Records for this exercise —
= Beginning of Section =
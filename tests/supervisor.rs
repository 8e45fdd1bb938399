use std::collections::HashSet;
use std::sync::Arc;
use std::sync::atomic::{AtomicUsize, Ordering};
use std::time::Duration;

use async_trait::async_trait;
use tokio::sync::{Barrier, mpsc};
use tokio::time::timeout;
use tokio_util::sync::CancellationToken;

use nsvisor::{
    Event, EventKind, FactoryFn, FactoryRef, FailurePolicy, LoopError, LoopFn, LoopRef, Namespace,
    RuntimeError, Subscribe, SupervisionHandle, Supervisor, SupervisorConfig, error_channel,
};

const WAIT: Duration = Duration::from_secs(2);
const QUIET: Duration = Duration::from_millis(100);

/// Loops named in `failing` fail immediately; every other loop parks until
/// stopped and then reports its namespace on `stopped`.
fn factory(failing: &[&str], stopped: mpsc::UnboundedSender<String>) -> FactoryRef {
    let failing: HashSet<String> = failing.iter().map(|s| s.to_string()).collect();
    FactoryFn::arc(move |ns: &Namespace| {
        let ns = ns.clone();
        let fails = failing.contains(ns.as_str());
        let stopped = stopped.clone();
        Ok(LoopFn::boxed(move |stop: CancellationToken| async move {
            if fails {
                return Err(LoopError::failed(ns, "watch closed"));
            }
            stop.cancelled().await;
            let _ = stopped.send(ns.to_string());
            Ok(())
        }))
    })
}

fn supervisor(policy: FailurePolicy, factory: FactoryRef) -> Arc<Supervisor> {
    Supervisor::builder(factory).with_policy(policy).build()
}

async fn drain(rx: &mut mpsc::UnboundedReceiver<String>, n: usize) -> Vec<String> {
    let mut out = Vec::with_capacity(n);
    for _ in 0..n {
        let ns = timeout(WAIT, rx.recv()).await.unwrap().unwrap();
        out.push(ns);
    }
    out.sort();
    out
}

async fn wait_running(handle: &SupervisionHandle, n: usize) -> Vec<String> {
    timeout(WAIT, async {
        loop {
            let running = handle.running().await;
            if running.len() == n {
                break running;
            }
            tokio::time::sleep(Duration::from_millis(5)).await;
        }
    })
    .await
    .unwrap()
}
= End of Section =
Prompt — Print only these lines, exactly: the one containing "let running = handle.running().await;" and all after it to the end of the entries.

Output below —
            let running = handle.running().await;
            if running.len() == n {
                break running;
            }
            tokio::time::sleep(Duration::from_millis(5)).await;
        }
    })
    .await
    .unwrap()
}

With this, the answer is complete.